Durante el gobierno demócrata, la persecución financiera contra la Isla se incrementó, así como la cacería de navieras y de líneas aéreas que traen mercancías a Cuba, sobre todo los buques que transportan combustible.
La derrota le tocó a Joe Biden
La algarada contrarrevolucionaria del 11 de julio de 2021 fue derrotada en los barrios y calles cubanas.
Nacido en las postrimerías de la era Bush, ante el naufragio de más de 50 años de acciones subversivas, el nuevo plan de acción pretendía aprovechar el cambio generacional en Cuba para poner fin a la Revolución.
Ese sería el momento clave para actuar, y los nuevos agitadores de la subversión, fabricados por ellos, comenzarían a realizar acciones de calle, a reclamar cambios en el Gobierno, reformas constitucionales que «modernizaran el socialismo», a causar enfrentamientos y generar el caos.
Con Donald Trump en el poder, se regresó a la línea dura de máxima presión, en la creencia de que la dirección continuadora del socialismo en la Isla no resistiría y sería abandonada por el pueblo ante la penuria que ellos provocarían.

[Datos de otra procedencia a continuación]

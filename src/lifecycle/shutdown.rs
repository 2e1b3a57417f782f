//! Shutdown coordination for the gateway.

use tokio_util::sync::CancellationToken;

/// Coordinator for graceful shutdown.
///
/// Wraps a cancellation token that every long-running task (accept loops,
/// connections, upgrade tunnels) observes. Child tokens cancel with it.
#[derive(Debug, Clone, Default)]
pub struct Shutdown {
    token: CancellationToken,
}

impl Shutdown {
    /// Create a new shutdown coordinator.
    pub fn new() -> Self {
        Self::default()
    }

    /// Token cancelled when shutdown is triggered.
    pub fn token(&self) -> CancellationToken {
        self.token.clone()
    }

    /// A token that is cancelled by shutdown but can also be cancelled on its own.
    pub fn child_token(&self) -> CancellationToken {
        self.token.child_token()
    }

    /// Trigger the shutdown signal.
    pub fn trigger(&self) {
        self.token.cancel();
    }

    pub fn is_triggered(&self) -> bool {
        self.token.is_cancelled()
    }

    /// Resolve once shutdown has been triggered.
    pub async fn wait(&self) {
        self.token.cancelled().await
    }
}
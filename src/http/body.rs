//! Relayed bodies with a deadline between frames.
//!
//! A backend that sends its response head and then stalls, or a client that
//! stops mid-upload, must not hold a connection forever. The deadline is armed
//! when the consumer asks for the next frame and disarmed when one arrives, so
//! a slow reader on the other side never counts against the producer.

use std::future::Future;
use std::pin::Pin;
use std::task::{ready, Context, Poll};
use std::time::Duration;

use axum::BoxError;
use hyper::body::{Body, Frame, SizeHint};
use tokio::time::{Instant, Sleep};

/// The body produced no frame within the idle limit.
#[derive(Debug, thiserror::Error)]
#[error("body stalled for more than {0:?}")]
pub struct BodyIdleTimeout(pub Duration);

/// Body wrapper that fails once `idle` passes without a frame.
///
/// Length and end-of-stream hints are passed through so the framing hyper
/// picks for the relayed message does not change.
pub struct IdleTimeoutBody<B> {
    inner: B,
    idle: Duration,
    sleep: Pin<Box<Sleep>>,
    armed: bool,
}

impl<B> IdleTimeoutBody<B> {
    pub fn new(idle: Duration, inner: B) -> Self {
        Self {
            inner,
            idle,
            sleep: Box::pin(tokio::time::sleep(idle)),
            armed: false,
        }
    }
}

impl<B> Body for IdleTimeoutBody<B>
where
    B: Body + Unpin,
    B::Error: Into<BoxError>,
{
    type Data = B::Data;
    type Error = BoxError;

    fn poll_frame(self: Pin<&mut Self>, cx: &mut Context<'_>) -> Poll<Option<Result<Frame<Self::Data>, Self::Error>>> {
        let this = self.get_mut();

        if !this.armed {
            this.sleep.as_mut().reset(Instant::now() + this.idle);
            this.armed = true;
        }
        if this.sleep.as_mut().poll(cx).is_ready() {
            return Poll::Ready(Some(Err(Box::new(BodyIdleTimeout(this.idle)))));
        }

        let frame = ready!(Pin::new(&mut this.inner).poll_frame(cx));
        this.armed = false;
        Poll::Ready(frame.map(|result| result.map_err(Into::into)))
    }

    fn is_end_stream(&self) -> bool {
        self.inner.is_end_stream()
    }

    fn size_hint(&self) -> SizeHint {
        self.inner.size_hint()
    }
}

#[cfg(test)]
mod tests {
    use super::*;
    use axum::body::{to_bytes, Body as AxumBody, Bytes};
    use futures_util::{stream, StreamExt};

    #[tokio::test]
    async fn passes_complete_bodies_and_hints_through() {
        let body = IdleTimeoutBody::new(Duration::from_secs(1), AxumBody::from("hello"));
        assert_eq!(body.size_hint().exact(), Some(5));

        let bytes = to_bytes(AxumBody::new(body), usize::MAX).await.unwrap();
        assert_eq!(bytes, "hello");

        let empty = IdleTimeoutBody::new(Duration::from_secs(1), AxumBody::empty());
        assert!(empty.is_end_stream());
    }

    #[tokio::test]
    async fn stalled_body_fails_after_idle_limit() {
        let chunks = stream::iter([Ok::<_, std::io::Error>(Bytes::from_static(b"0123456789"))])
            .chain(stream::pending());
        let body = IdleTimeoutBody::new(Duration::from_millis(200), AxumBody::from_stream(chunks));

        let read = tokio::time::timeout(Duration::from_secs(5), to_bytes(AxumBody::new(body), usize::MAX));
        assert!(read.await.unwrap().is_err());
    }

    #[tokio::test]
    async fn steady_frames_reset_the_deadline() {
        let chunks = stream::unfold(0u8, |n| async move {
            if n == 4 {
                return None;
            }
            tokio::time::sleep(Duration::from_millis(150)).await;
            Some((Ok::<_, std::io::Error>(Bytes::from(vec![b'x'])), n + 1))
        });
        // Four frames take longer than the limit in total, but no single gap does.
        let body = IdleTimeoutBody::new(Duration::from_millis(400), AxumBody::from_stream(chunks));

        let bytes = to_bytes(AxumBody::new(body), usize::MAX).await.unwrap();
        assert_eq!(bytes, "xxxx");
    }
}
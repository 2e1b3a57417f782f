//! Shared utilities for integration and load testing.
#![allow(dead_code)]

use std::net::SocketAddr;
use std::path::PathBuf;
use std::sync::Arc;
use std::time::{Duration, Instant};

use edge_gateway::config::{GatewayConfig, RouteConfig};
use edge_gateway::lifecycle::{bootstrap, Shutdown};
use futures_util::{SinkExt, StreamExt};
use rustls::pki_types::{CertificateDer, ServerName};
use tempfile::TempDir;
use tokio::io::{AsyncBufReadExt, AsyncReadExt, AsyncWriteExt, BufReader};
use tokio::net::{TcpListener, TcpStream};
use tokio::sync::mpsc;
use tokio_rustls::client::TlsStream;
use tokio_rustls::TlsConnector;

/// Host name the test certificate is issued for.
pub const CANONICAL_HOST: &str = "gateway.test";

/// Self-signed certificate written to a temporary directory.
pub struct TestCert {
    pub dir: TempDir,
    pub cert_pem: String,
    pub cert_der: CertificateDer<'static>,
    pub cert_path: PathBuf,
    pub key_path: PathBuf,
}

impl TestCert {
    pub fn generate() -> Self {
        let certified =
            rcgen::generate_simple_self_signed(vec![CANONICAL_HOST.to_string(), "localhost".to_string()]).unwrap();
        let dir = tempfile::tempdir().unwrap();
        let cert_path = dir.path().join("fullchain.pem");
        let key_path = dir.path().join("privkey.pem");
        std::fs::write(&cert_path, certified.cert.pem()).unwrap();
        std::fs::write(&key_path, certified.key_pair.serialize_pem()).unwrap();

        Self {
            cert_pem: certified.cert.pem(),
            cert_der: certified.cert.der().clone(),
            dir,
            cert_path,
            key_path,
        }
    }
}

/// A running gateway on ephemeral ports.
pub struct TestGateway {
    pub http_addr: SocketAddr,
    pub https_addr: SocketAddr,
    pub shutdown: Shutdown,
    pub cert: TestCert,
    pub handle: tokio::task::JoinHandle<()>,
}

impl TestGateway {
    /// `https://gateway.test:<port><path>`, resolved to the local listener.
    pub fn url(&self, path: &str) -> String {
        format!("https://{}:{}{}", CANONICAL_HOST, self.https_addr.port(), path)
    }

    /// HTTPS client trusting the test certificate.
    pub fn client(&self) -> reqwest::Client {
        self.client_builder().build().unwrap()
    }

    pub fn client_builder(&self) -> reqwest::ClientBuilder {
        reqwest::Client::builder()
            .add_root_certificate(reqwest::Certificate::from_pem(self.cert.cert_pem.as_bytes()).unwrap())
            .resolve(CANONICAL_HOST, self.https_addr)
            .redirect(reqwest::redirect::Policy::none())
            .no_proxy()
    }

    /// Open a TLS connection negotiating HTTP/1.1 only.
    pub async fn tls_connect(&self) -> TlsStream<TcpStream> {
        let mut roots = rustls::RootCertStore::empty();
        roots.add(self.cert.cert_der.clone()).unwrap();
        let mut config = rustls::ClientConfig::builder_with_provider(Arc::new(
            rustls::crypto::aws_lc_rs::default_provider(),
        ))
        .with_safe_default_protocol_versions()
        .unwrap()
        .with_root_certificates(roots)
        .with_no_client_auth();
        config.alpn_protocols = vec![b"http/1.1".to_vec()];

        let stream = TcpStream::connect(self.https_addr).await.unwrap();
        let name = ServerName::try_from(CANONICAL_HOST).unwrap();
        TlsConnector::from(Arc::new(config)).connect(name, stream).await.unwrap()
    }

    /// Send a raw HTTP/1.1 request head over TLS and return the whole response.
    pub async fn raw_request(&self, method: &str, target: &str) -> String {
        let mut stream = self.tls_connect().await;
        let request = format!(
            "{} {} HTTP/1.1\r\nHost: {}\r\nConnection: close\r\n\r\n",
            method, target, CANONICAL_HOST
        );
        stream.write_all(request.as_bytes()).await.unwrap();
        let mut response = Vec::new();
        let _ = stream.read_to_end(&mut response).await;
        String::from_utf8_lossy(&response).into_owned()
    }
}

/// Gateway config bound to ephemeral local ports with the given routes.
pub fn test_config(cert: &TestCert, routes: Vec<RouteConfig>) -> GatewayConfig {
    let mut config = GatewayConfig::default();
    config.server.canonical_host = CANONICAL_HOST.to_string();
    config.server.http_address = "127.0.0.1:0".to_string();
    config.server.https_address = "127.0.0.1:0".to_string();
    config.server.tls.cert_path = cert.cert_path.to_string_lossy().into_owned();
    config.server.tls.key_path = cert.key_path.to_string_lossy().into_owned();
    config.timeouts.connect_secs = 1;
    config.timeouts.response_secs = 2;
    config.timeouts.shutdown_grace_secs = 1;
    config.routes = routes;
    config
}

/// Start a gateway serving `routes`; `tweak` adjusts the config first.
pub async fn spawn_gateway<F>(routes: Vec<RouteConfig>, tweak: F) -> TestGateway
where
    F: FnOnce(&mut GatewayConfig),
{
    let cert = TestCert::generate();
    let mut config = test_config(&cert, routes);
    tweak(&mut config);

    let shutdown = Shutdown::new();
    let gateway = bootstrap(config, shutdown.clone()).await.unwrap();
    let http_addr = gateway.http_addr().unwrap();
    let https_addr = gateway.https_addr().unwrap();
    let handle = tokio::spawn(gateway.run());

    TestGateway {
        http_addr,
        https_addr,
        shutdown,
        cert,
        handle,
    }
}

/// Start a simple mock backend that returns a fixed response.
pub async fn start_mock_backend(response: &'static str) -> SocketAddr {
    start_programmable_backend(move |_| async move { (200, response.to_string()) }).await
}

/// Start a programmable mock backend. `f` receives the raw request
/// (head and decoded body) and returns status and body.
pub async fn start_programmable_backend<F, Fut>(f: F) -> SocketAddr
where
    F: Fn(String) -> Fut + Send + Sync + 'static,
    Fut: std::future::Future<Output = (u16, String)> + Send + 'static,
{
    let listener = TcpListener::bind("127.0.0.1:0").await.unwrap();
    let addr = listener.local_addr().unwrap();
    let f = Arc::new(f);

    tokio::spawn(async move {
        loop {
            match listener.accept().await {
                Ok((socket, _)) => {
                    let f = f.clone();
                    tokio::spawn(async move {
                        let mut reader = BufReader::new(socket);
                        let Some(request) = read_request(&mut reader).await else {
                            return;
                        };
                        let (status, body) = f(request).await;
                        let status_text = match status {
                            200 => "200 OK",
                            404 => "404 Not Found",
                            500 => "500 Internal Server Error",
                            503 => "503 Service Unavailable",
                            _ => "200 OK",
                        };
                        let response = format!(
                            "HTTP/1.1 {}\r\nContent-Type: text/plain\r\nContent-Length: {}\r\nConnection: close\r\n\r\n{}",
                            status_text,
                            body.len(),
                            body
                        );
                        let mut socket = reader.into_inner();
                        let _ = socket.write_all(response.as_bytes()).await;
                        let _ = socket.shutdown().await;
                    });
                }
                Err(_) => break,
            }
        }
    });

    addr
}

/// Backend that answers with the request it received: head, blank line, body.
pub async fn start_echo_backend() -> SocketAddr {
    start_programmable_backend(|request| async move { (200, request) }).await
}

/// Backend that accepts and reads the request but waits `delay` before answering.
pub async fn start_slow_backend(delay: Duration) -> SocketAddr {
    start_programmable_backend(move |_| async move {
        tokio::time::sleep(delay).await;
        (200, "late".to_string())
    })
    .await
}

/// Backend that accepts a connection and closes it without answering.
pub async fn start_hangup_backend() -> SocketAddr {
    let listener = TcpListener::bind("127.0.0.1:0").await.unwrap();
    let addr = listener.local_addr().unwrap();
    tokio::spawn(async move {
        while let Ok((socket, _)) = listener.accept().await {
            drop(socket);
        }
    });
    addr
}

/// Backend that reads the request, writes `response` verbatim and then
/// keeps the connection open without sending anything else.
pub async fn start_stalling_backend(response: &'static str) -> SocketAddr {
    let listener = TcpListener::bind("127.0.0.1:0").await.unwrap();
    let addr = listener.local_addr().unwrap();
    tokio::spawn(async move {
        while let Ok((socket, _)) = listener.accept().await {
            tokio::spawn(async move {
                let mut reader = BufReader::new(socket);
                if read_request(&mut reader).await.is_none() {
                    return;
                }
                let mut socket = reader.into_inner();
                if socket.write_all(response.as_bytes()).await.is_err() {
                    return;
                }
                let mut buf = [0u8; 64];
                while matches!(socket.read(&mut buf).await, Ok(n) if n > 0) {}
            });
        }
    });
    addr
}

/// Backend that never answers. Each time a connection that carried a
/// request is closed by the peer, the close time is sent on the channel.
pub async fn start_disconnect_recording_backend() -> (SocketAddr, mpsc::UnboundedReceiver<Instant>) {
    let listener = TcpListener::bind("127.0.0.1:0").await.unwrap();
    let addr = listener.local_addr().unwrap();
    let (closed_tx, closed_rx) = mpsc::unbounded_channel();
    tokio::spawn(async move {
        while let Ok((socket, _)) = listener.accept().await {
            let closed_tx = closed_tx.clone();
            tokio::spawn(async move {
                let mut reader = BufReader::new(socket);
                if read_request(&mut reader).await.is_none() {
                    return;
                }
                let mut socket = reader.into_inner();
                let mut buf = [0u8; 64];
                while matches!(socket.read(&mut buf).await, Ok(n) if n > 0) {}
                let _ = closed_tx.send(Instant::now());
            });
        }
    });
    (addr, closed_rx)
}

/// WebSocket backend echoing every text and binary message.
pub async fn start_websocket_backend() -> SocketAddr {
    let listener = TcpListener::bind("127.0.0.1:0").await.unwrap();
    let addr = listener.local_addr().unwrap();
    tokio::spawn(async move {
        while let Ok((socket, _)) = listener.accept().await {
            tokio::spawn(async move {
                let Ok(mut ws) = tokio_tungstenite::accept_async(socket).await else {
                    return;
                };
                while let Some(Ok(message)) = ws.next().await {
                    if message.is_text() || message.is_binary() {
                        if ws.send(message).await.is_err() {
                            break;
                        }
                    } else if message.is_close() {
                        break;
                    }
                }
            });
        }
    });
    addr
}

/// An address nothing listens on.
pub async fn closed_port() -> SocketAddr {
    let listener = TcpListener::bind("127.0.0.1:0").await.unwrap();
    listener.local_addr().unwrap()
}

/// Read one HTTP/1.1 request: head plus a `Content-Length` or chunked body.
async fn read_request(reader: &mut BufReader<TcpStream>) -> Option<String> {
    let mut head = String::new();
    loop {
        let mut line = String::new();
        if reader.read_line(&mut line).await.ok()? == 0 {
            return None;
        }
        let done = line == "\r\n";
        head.push_str(&line);
        if done {
            break;
        }
    }

    let lower = head.to_ascii_lowercase();
    let mut body = Vec::new();
    if let Some(length) = header_value(&lower, "content-length").and_then(|v| v.parse::<usize>().ok()) {
        body.resize(length, 0);
        reader.read_exact(&mut body).await.ok()?;
    } else if header_value(&lower, "transfer-encoding").is_some_and(|v| v.contains("chunked")) {
        loop {
            let mut size_line = String::new();
            reader.read_line(&mut size_line).await.ok()?;
            let size = usize::from_str_radix(size_line.trim().split(';').next()?, 16).ok()?;
            let mut chunk = vec![0u8; size + 2];
            reader.read_exact(&mut chunk).await.ok()?;
            if size == 0 {
                break;
            }
            body.extend_from_slice(&chunk[..size]);
        }
    }

    Some(format!("{}{}", head, String::from_utf8_lossy(&body)))
}

fn header_value<'a>(head: &'a str, name: &str) -> Option<&'a str> {
    head.lines().find_map(|line| {
        let (key, value) = line.split_once(':')?;
        (key.trim() == name).then(|| value.trim())
    })
}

Le fueron con todo a esta tierra insumisa: máxima presión aplicada, construcción de líderes mercenarios –no los que aspiraron ni con la calidad que soñaron, pero útiles–, y recrudecimiento del bloqueo para más problemas económicos, en tiempos de pandemia, en pos de causar insatisfacciones en algunos sectores del pueblo, fueron los ejes de la hostilidad.
Así, el 11 de julio decenas de ciudades, cientos de pueblos de la Isla deberían levantarse contra el Gobierno. Pero fracasaron ante la respuesta del pueblo revolucionario.
Era la derrota, pero no podían aceptarla de ninguna manera y, en una agónica demostración de soberbia, intentaron insuflarle vida a la intentona, el 15 de noviembre.
Desde territorio de Estados Unidos se intentó de todo para forzar la revuelta contrarrevolucionaria: acciones diplomáticas; más de 29 declaraciones de apoyo al 15N, en menos de dos meses, por parte altos funcionarios del Gobierno de Biden, amenazas de invasión, y performances con altos niveles de histrionismo frente a las cámaras.
Contrataron a las mejores NetCenters especializadas en ciberguerra, guerra sicológica y campañas de descrédito, destinaron cifras millonarias para pagar a influencers, movilizaron a la derecha internacional para operar en las redes sociales y enraizar la narrativa de la rebeldía juvenil antisocialista y de la indignación popular.
Pero la realidad de la vitalidad de la Revolución se impuso sobre la virtualidad de la ofensiva contrarrevolucionaria.
Cuba vivía y vencía, y millones de hombres y mujeres en el mundo, incluso en EE. UU., se levantaron en defensa de nuestra bandera.
Acostumbrados a hacer lo imposible, los cubanos lograban vencer al virus con mucho más que una vacuna, y derrotaron en las muy reales calles de la Isla a sus enemigos.